無数の切れ込みが入った不思議な宝玉だ。アザゼルは、満足そうに宝玉を見つめる。
「あと三つ……ふふ、楽しみだな。ところで、その子が例の?」
「ええ、エルクくん。裏切り者よ」
「へぇ~……」
エルクは警戒していたが、アザゼルは笑っていた。
「初めまして。ボクはアザゼル……S級危険組織『暴王』のリーダーだ」
「…………」
「裏切り者の
「……その青い球、なんだ?」
「あ、これ? これはダンジョンの秘宝の一つで、『
「その青いのが? だ、ダンジョンの秘宝?」
「うん。秘宝っていうのは、剣や盾、金銀財宝ばかりじゃない。こんな風な、真の秘宝もあるんだ。
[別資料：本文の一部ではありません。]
//! Error types for the MergeGraph core.
//!
//! Hub resolution outcomes (not found, gated, malformed id) are modelled as
//! distinct variants so the indexing job can degrade them to stub records
//! instead of failing.

use std::path::PathBuf;
use thiserror::Error;

/// Substrings that mark a store error as transient (lock or connection level).
const TRANSIENT_STORE_MARKERS: &[&str] = &[
    "database is locked",
    "database table is locked",
    "busy",
    "unable to open database",
    "disk i/o error",
    "connection",
    "conflict",
];

#[derive(Debug, Error)]
pub enum MergeGraphError {
    #[error("Graph store error: {message}")]
    Database {
        message: String,
        #[source]
        source: Option<rusqlite::Error>,
    },

    #[error("Invalid query: {message}")]
    Query { message: String },

    #[error("Hub request failed: {message}")]
    Network {
        message: String,
        /// HTTP status, when the server answered
        status_code: Option<u16>,
    },

    #[error("Hub request timed out after {0:?}")]
    Timeout(std::time::Duration),

    // Hub resolution outcomes, degraded to stub nodes by the indexer
    #[error("Model not found on the hub: {model_id}")]
    HubNotFound { model_id: String },

    #[error("Model {model_id} is gated: {message}")]
    HubGated { model_id: String, message: String },

    #[error("Invalid repository id: {0}")]
    InvalidRepoId(String),

    #[error("I/O failure ({path:?}): {message}")]
    Io {
        message: String,
        path: Option<PathBuf>,
        #[source]
        source: Option<std::io::Error>,
    },

    #[error("Invalid JSON: {message}")]
    Json {
        message: String,
        #[source]
        source: Option<serde_json::Error>,
    },

    #[error("Invalid YAML: {message}")]
    Yaml {
        message: String,
        #[source]
        source: Option<serde_yaml::Error>,
    },

    #[error("Job {job_id} failed: {message}")]
    JobFailed { job_id: String, message: String },

    #[error("Invalid setting: {message}")]
    Config { message: String },

    #[error("Invalid {field}: {message}")]
    Validation { field: String, message: String },

    #[error("{0}")]
    Other(String),
}

pub type Result<T> = std::result::Result<T, MergeGraphError>;

impl From<std::io::Error> for MergeGraphError {
    fn from(err: std::io::Error) -> Self {
        let message = err.to_string();
        MergeGraphError::Io {
            message,
            path: None,
            source: Some(err),
        }
    }
}

impl From<serde_json::Error> for MergeGraphError {
    fn from(err: serde_json::Error) -> Self {
        MergeGraphError::Json {
            message: err.to_string(),
            source: Some(err),
        }
    }
}

impl From<serde_yaml::Error> for MergeGraphError {
    fn from(err: serde_yaml::Error) -> Self {
        MergeGraphError::Yaml {
            message: err.to_string(),
            source: Some(err),
        }
    }
}

impl From<rusqlite::Error> for MergeGraphError {
    fn from(err: rusqlite::Error) -> Self {
        MergeGraphError::Database {
            message: err.to_string(),
            source: Some(err),
        }
    }
}

impl From<reqwest::Error> for MergeGraphError {
    fn from(err: reqwest::Error) -> Self {
        if err.is_timeout() {
            MergeGraphError::Timeout(std::time::Duration::from_secs(0))
        } else {
            MergeGraphError::Network {
                message: err.to_string(),
                status_code: err.status().map(|s| s.as_u16()),
            }
        }
    }
}

impl MergeGraphError {
    /// I/O failure on `path`, e.g. a snapshot file.
    pub fn io_with_path(err: std::io::Error, path: impl Into<PathBuf>) -> Self {
        let path = path.into();
        MergeGraphError::Io {
            message: err.to_string(),
            path: Some(path),
            source: Some(err),
        }
    }

    /// Lock or connection level store failure that is worth retrying.
    ///
    /// Recognized by matching known substrings in the error text.
    pub fn is_transient(&self) -> bool {
        match self {
            MergeGraphError::Database { message, .. } => {
                let message = message.to_lowercase();
                TRANSIENT_STORE_MARKERS
                    .iter()
                    .any(|marker| message.contains(marker))
            }
            _ => false,
        }
    }

    /// Timeouts, connection failures, 429 and 5xx responses.
    pub fn is_retryable(&self) -> bool {
        match self {
            MergeGraphError::Timeout(_) => true,
            MergeGraphError::Network { status_code, .. } => {
                status_code.map_or(true, |code| code == 429 || code >= 500)
            }
            _ => false,
        }
    }

    /// Expected, non-fatal hub resolution outcome.
    pub fn is_unresolvable_model(&self) -> bool {
        matches!(
            self,
            MergeGraphError::HubNotFound { .. }
                | MergeGraphError::HubGated { .. }
                | MergeGraphError::InvalidRepoId(_)
        )
    }
}
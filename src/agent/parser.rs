//! Incremental reply parser: turns one streamed model reply into one
//! dispatched command.
//!
//! A reply moves through three phases. The leading comment line is
//! accumulated and mirrored until its newline. The command line is then
//! tokenized on single spaces, with a newline completing the argument
//! list; the matched command starts on its own task at that moment.
//! Everything after the command line is forwarded to the running
//! command's body stream as it arrives. The parser makes progress on
//! every chunk regardless of how the stream is split, and only blocks on
//! the handler's result after the stream is fully consumed and the body
//! stream is closed.

use std::sync::Arc;

use bytes::Bytes;
use futures_util::StreamExt;
use llm_provider::ReplyStream;
use tokio::sync::{mpsc, oneshot};

use crate::agent::commands::{BodyStream, CommandRegistry, Invocation};
use crate::agent::error::{AgentError, FixableError};
use crate::chat::ChatError;
use crate::console::{model_ps1, Console};

/// Body-channel depth; forwarding backpressures against a slow handler.
const BODY_CHANNEL_CAPACITY: usize = 16;

pub struct ReplyParser {
    registry: Arc<CommandRegistry>,
    console: Console,
    buf: Vec<u8>,
    comment: String,
    args: Vec<String>,
    args_done: bool,
    dispatch: Option<Dispatched>,
    transcript: String,
}

struct Dispatched {
    body_tx: Option<mpsc::Sender<Bytes>>,
    result_rx: oneshot::Receiver<Result<String, AgentError>>,
}

impl ReplyParser {
    #[must_use]
    pub fn new(registry: Arc<CommandRegistry>, console: Console) -> Self {
        Self {
            registry,
            console,
            buf: Vec::new(),
            comment: String::new(),
            args: Vec::new(),
            args_done: false,
            dispatch: None,
            transcript: String::new(),
        }
    }

    /// Drives one reply to completion.
    ///
    /// Returns the reply text consumed so far (for history recording) and
    /// either the dispatched command's result or the error that stopped
    /// the turn. An entirely empty reply yields an empty result.
    pub async fn handle(mut self, mut stream: ReplyStream) -> (String, Result<String, AgentError>) {
        let display = self.console.display();
        if let Err(error) = display.write_str(&model_ps1()) {
            return (self.transcript, Err(error.into()));
        }

        while let Some(chunk) = stream.next().await {
            let chunk = match chunk {
                Ok(chunk) => chunk,
                Err(error) => {
                    return (
                        self.transcript,
                        Err(AgentError::Chat(ChatError::Completion(error))),
                    );
                }
            };

            self.transcript.push_str(&String::from_utf8_lossy(&chunk));
            self.buf.extend_from_slice(&chunk);
            if let Err(error) = self.consume(false).await {
                return (self.transcript, Err(error));
            }
        }

        if let Err(error) = self.consume(true).await {
            return (self.transcript, Err(error));
        }

        let Some(mut dispatched) = self.dispatch.take() else {
            return (self.transcript, Ok(String::new()));
        };

        // Close the body stream so the handler observes end-of-body, then
        // wait for its result.
        dispatched.body_tx.take();
        if let Err(error) = display.write_str("\n") {
            return (self.transcript, Err(error.into()));
        }

        match dispatched.result_rx.await {
            Ok(result) => (self.transcript, result),
            Err(_) => (
                self.transcript,
                Err(AgentError::Chat(ChatError::Internal(
                    "command task dropped its result".to_string(),
                ))),
            ),
        }
    }

    /// Advances the state machine over whatever is buffered. With
    /// `finalize` set, an unterminated trailing token is force-completed.
    async fn consume(&mut self, finalize: bool) -> Result<(), AgentError> {
        let display = self.console.display();

        while !self.args_done && !self.buf.is_empty() {
            if self.comment.is_empty() && self.buf[0] != b'#' {
                return Err(FixableError::Format(
                    String::from_utf8_lossy(&self.buf).into_owned(),
                )
                .into());
            }

            // Comment phase: consume up to the newline without tokenizing.
            if !self.comment.ends_with('\n') {
                let (part_len, newline) = match self.buf.iter().position(|&byte| byte == b'\n') {
                    Some(index) => (index + 1, true),
                    None => (self.buf.len(), false),
                };
                let part: Vec<u8> = self.buf.drain(..part_len).collect();
                display.write_bytes(&part)?;
                if newline {
                    display.write_str(&model_ps1())?;
                }
                self.comment.push_str(&String::from_utf8_lossy(&part));
                continue;
            }

            // Token phase: a space ends an argument, a newline ends the
            // argument list.
            let delimiter = self
                .buf
                .iter()
                .position(|&byte| byte == b'\n' || byte == b' ')
                .map(|index| (index, self.buf[index] == b'\n'));
            let token_end = match delimiter {
                Some((index, is_newline)) => {
                    self.args_done = is_newline;
                    index
                }
                None if finalize => {
                    self.args_done = true;
                    self.buf.len()
                }
                None => break,
            };

            let token = String::from_utf8_lossy(&self.buf[..token_end]).into_owned();
            self.args.push(token);
            let consumed_len = (token_end + 1).min(self.buf.len());
            let consumed: Vec<u8> = self.buf.drain(..consumed_len).collect();
            display.write_bytes(&consumed)?;
        }

        // The argument list just completed: look up and start the command.
        if self.dispatch.is_none() && self.args_done {
            let name = self.args.first().cloned().unwrap_or_default();
            let Some(spec) = self.registry.find(&name) else {
                return Err(FixableError::UnknownCommand(name).into());
            };

            let (body_tx, body) = if spec.accepts_body() {
                let (tx, rx) = mpsc::channel(BODY_CHANNEL_CAPACITY);
                (Some(tx), BodyStream::from_receiver(rx))
            } else {
                (None, BodyStream::closed())
            };

            let invocation = Invocation {
                args: self.args[1..].to_vec(),
                body,
                console: self.console.clone(),
            };

            tracing::debug!(command = %name, args = self.args.len() - 1, "dispatching command");
            let (result_tx, result_rx) = oneshot::channel();
            let handler = spec.start(invocation);
            tokio::spawn(async move {
                let _ = result_tx.send(handler.await);
            });

            self.dispatch = Some(Dispatched { body_tx, result_rx });
        }

        // Body phase: everything after the argument line goes to the
        // dispatched command as it arrives.
        if self.args_done {
            let Some(dispatched) = &self.dispatch else {
                return Err(FixableError::Dispatch.into());
            };

            if !self.buf.is_empty() {
                let bytes = Bytes::from(std::mem::take(&mut self.buf));
                if let Some(tx) = &dispatched.body_tx {
                    // A handler that dropped its receiver simply ignores
                    // the rest of the body.
                    let _ = tx.send(bytes).await;
                }
            }
        }

        Ok(())
    }
}
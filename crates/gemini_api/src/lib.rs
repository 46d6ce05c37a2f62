//! Transport-only Gemini streaming client primitives.
//!
//! Covers the `streamGenerateContent` SSE endpoint: request building,
//! role/system-instruction mapping, and incremental frame decoding.

pub mod client;
pub mod config;
pub mod error;
pub mod payload;
pub mod sse;
pub mod url;

pub use client::GeminiClient;
pub use config::GeminiConfig;
pub use error::GeminiApiError;
pub use payload::GenerateRequest;
pub use sse::SseStreamParser;

/// Default model used when no selection flag is given.
pub const DEFAULT_MODEL: &str = "gemini-2.5-flash";
/// Default model for the thinking toggle.
pub const DEFAULT_THINKING_MODEL: &str = "gemini-3-pro-preview";
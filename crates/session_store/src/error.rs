use std::path::PathBuf;

use thiserror::Error;

#[derive(Debug, Error)]
pub enum SessionStoreError {
    #[error("I/O error while {operation} at {path}: {source}")]
    Io {
        operation: &'static str,
        path: PathBuf,
        #[source]
        source: std::io::Error,
    },

    #[error("failed to parse JSON at {path}:{line}: {source}")]
    JsonLineParse {
        path: PathBuf,
        line: usize,
        #[source]
        source: serde_json::Error,
    },

    #[error("missing session header line in {path}")]
    MissingHeader { path: PathBuf },

    #[error("line {line} in {path} must be a session header record")]
    InvalidHeaderRecord { path: PathBuf, line: usize },

    #[error("line {line} in {path} must be a message record")]
    InvalidMessageRecord { path: PathBuf, line: usize },

    #[error("line {line} in {path} has unsupported session version {found}; expected 1")]
    UnsupportedVersion {
        path: PathBuf,
        line: usize,
        found: u32,
    },

    #[error("line {line} in {path} has invalid RFC3339 timestamp in field '{field}': {value}")]
    InvalidTimestamp {
        path: PathBuf,
        line: usize,
        field: &'static str,
        value: String,
    },

    #[error("no stored session with id '{session_id}' under {root}")]
    UnknownSession { root: PathBuf, session_id: String },

    #[error("failed to serialize session line for {path}: {source}")]
    JsonSerialize {
        path: PathBuf,
        #[source]
        source: serde_json::Error,
    },

    #[error("failed to format current UTC timestamp as RFC3339: {0}")]
    ClockFormat(#[source] time::error::Format),

    #[error("cannot locate a sessions directory: {0}")]
    NoStoreRoot(String),
}

impl SessionStoreError {
    #[must_use]
    pub fn io(operation: &'static str, path: impl Into<PathBuf>, source: std::io::Error) -> Self {
        Self::Io {
            operation,
            path: path.into(),
            source,
        }
    }

    #[must_use]
    pub fn json_line(path: impl Into<PathBuf>, line: usize, source: serde_json::Error) -> Self {
        Self::JsonLineParse {
            path: path.into(),
            line,
            source,
        }
    }

    #[must_use]
    pub fn json_serialize(path: impl Into<PathBuf>, source: serde_json::Error) -> Self {
        Self::JsonSerialize {
            path: path.into(),
            source,
        }
    }
}
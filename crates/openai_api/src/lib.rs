//! Transport-only OpenAI chat-completions client primitives.
//!
//! This crate owns request building, SSE reply decoding, and retry policy
//! for the OpenAI chat-completions endpoint family. It intentionally
//! contains no prompt-construction or session logic.

pub mod client;
pub mod config;
pub mod error;
pub mod payload;
pub mod retry;
pub mod sse;
pub mod url;

pub use client::OpenAiClient;
pub use config::OpenAiConfig;
pub use error::OpenAiApiError;
pub use payload::ChatRequest;
pub use sse::{ChatStreamEvent, SseStreamParser};

/// Default model used when no selection flag is given.
pub const DEFAULT_MODEL: &str = "gpt-4.1";
/// Default model for the thinking toggle.
pub const DEFAULT_THINKING_MODEL: &str = "o1";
ポセイドン校長が守っていた水の宝玉……伝承では、女神ピピーナがこの世界に置いたって言われてる」
「そ、そんなもんが、学園に?」
「うん。いやぁ苦労したよ。この件で、組織の半数の人間を失ったからね。まぁ、投入する価値はあった」
「話、ながい」
と、リリィがアザゼルの袖を引っ張った。
「まぁ、そういうこと。わかった? きみの抹殺のためだけに学園を襲ったんじゃない。今までの襲撃は全て、この宝玉を手に入れるためだったんだ。エルクくん、きみが原因で学園が危険に晒されたから学園を辞める……なんて心配はもうないよ。この宝玉を手に入れた以上、もう学園には用はないからね」
「───」
「おっと」
アザゼルの目の前の空間が歪み、《黒い穴》が開いた。
アザゼルは、そこに水の宝玉を投げ入れる。
「残念。この『黒空間』内の物はさすがに念動力で引き寄せられないようだ」
「お前……」
と、今度はエレナがエルクに右手を向ける。
「じゃあ、今日はここまで。ふふ……また会いましょう、エルクくん」
「ばいばい、エルク」
三人の足下に黒い穴が空き、三人の身体が飲み込まれていく。
「───ふざけんな」
やられっぱなし。
このまま逃げられるのは、面白くない。
エルクは左手を向け、一瞬で狙いをつけ───引金を引いた。
ドォン!! と、銃身から弾丸が発射される。
「えっ」
ボン!! と、消えゆくエレナの右手を貫通し、ねじり飛ばした。
「っぎ───」
叫び声は聞こえなかった。
腕をねじ切ると同時に、エレナたちの姿が消えていた。
残されたのは、エレナの右手首だけだった。